Hi-Tech City railway station in Hyderabad, Telangana, India located on the Wadi–Hyderabad Deccan section of South Central Railway. Jawaharlal Nehru Technological University, Hyderabad and localities like Kukatpally, Madhapur and are accessible from this station.

A modern railway terminal is proposed to be constructed near HITEC City railway station to facilitate passengers in the western parts of the city. There are also proposals to build a fourth railway terminal to handle the excess inter-city railway transportation in the city due to an increase in rail traffic.

Meanwhile, in order to ease the boarding long distant trains by the surrounding public, the railways had decided to provide halt for long distant running trains here.

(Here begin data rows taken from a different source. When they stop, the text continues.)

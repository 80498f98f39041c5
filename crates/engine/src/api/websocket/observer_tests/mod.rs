use super::test_support::*;

use std::time::Duration;

use spiritdice_shared::{ClientMessage, ServerMessage};

use crate::app::test_support::test_app;
use crate::use_cases::CreateCharacterInput;

mod heartbeat;
mod roll_broadcast;

const TIMEOUT: Duration = Duration::from_secs(2);

fn raan() -> CreateCharacterInput {
    CreateCharacterInput {
        name: "R'aan Fames".to_string(),
        path: "Path of Gluttony".to_string(),
        level: Some(8),
    }
}
/// Create all HTTP routes.
///
/// `max_portrait_bytes` bounds the image accepted by the portrait upload.
pub fn routes(max_portrait_bytes: usize) -> Router<Arc<App>> {
    Router::new()
        .route("/", get(health))
        .route("/api/health", get(health))
        // Characters
        .route("/api/characters", get(list_characters))
        .route(
            "/api/character",
            get(get_default_character).post(create_character),
        )
        .route(
            "/api/character/{id}",
            get(get_character).put(update_character),
        )
        .route(
            "/api/character/{id}/portrait",
            post(upload_portrait)
                .delete(remove_portrait)
                .layer(DefaultBodyLimit::max(
                    max_portrait_bytes.saturating_add(MULTIPART_OVERHEAD),
                )),
        )
        // Spirit die pool
        .route(
            "/api/character/{id}/spirit-die-pool",
            get(get_pool)
                .post(create_pool)
                .put(update_pool)
                .delete(delete_pool),
        )
        .route("/api/character/{id}/roll", post(roll))
        .route("/api/character/{id}/long-rest", post(long_rest))
        .route(
            "/api/character/{id}/spirit-die-pool/restore/{index}",
            post(restore_slot),
        )
        .route(
            "/api/character/{id}/spirit-die-pool/override",
            put(apply_override),
        )
        .route(
            "/api/character/{id}/spirit-die-pool/reset",
            post(reset_to_level),
        )
        // Techniques
        .route(
            "/api/character/{id}/techniques",
            get(list_techniques).post(create_technique),
        )
        .route(
            "/api/techniques/{id}",
            put(update_technique).delete(delete_technique),
        )
        .route(
            "/api/techniques/{id}/investments",
            get(technique_investments),
        )
        .route(
            "/api/techniques/{id}/effects/{sp}",
            get(technique_effect),
        )
        // Glossary
        .route(
            "/api/character/{id}/glossary",
            get(list_glossary).post(create_glossary_term),
        )
        .route(
            "/api/glossary/{id}",
            put(update_glossary_term).delete(delete_glossary_term),
        )
        // Active effects
        .route(
            "/api/character/{id}/active-effects",
            get(list_active_effects).post(create_active_effect),
        )
        .route("/api/active-effects/{id}", delete(delete_active_effect))
        // Provisioning
        .route("/api/levels/{level}/dice", get(level_dice))
}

In that regard an Infra structure upliftment was carried over by SCR. As of August, 2021, the existing 2 platforms were extended to handle the 24 coaches trains at a cost of close to 2 Crore Rupee , Parking areas on both sides were improvised and 2 lifts were installed at a cost of 70 Lakh Rupee

Transport 
TSRTC Miyapur Depot operates a Bus service to VBIT (  Vanenburg IT park) Via Cyber towers ( Hitech City junction ) and Mindspace IT park for Rs.5 from station to VBIT. There are also shared Autos which ply to VBIT, Infotech, Madhapur and other IT parks. Autos charge Rs15 from station to VBIT . 

Moreover TSRTC Miyapur -1,2 and Kukatpally Bus Depots are operating buses to Mehidhipatnam and a few buses rarely to Secunderabad from KPHB 4th phase wherein, this Hitech-City Railway Station is closely located. 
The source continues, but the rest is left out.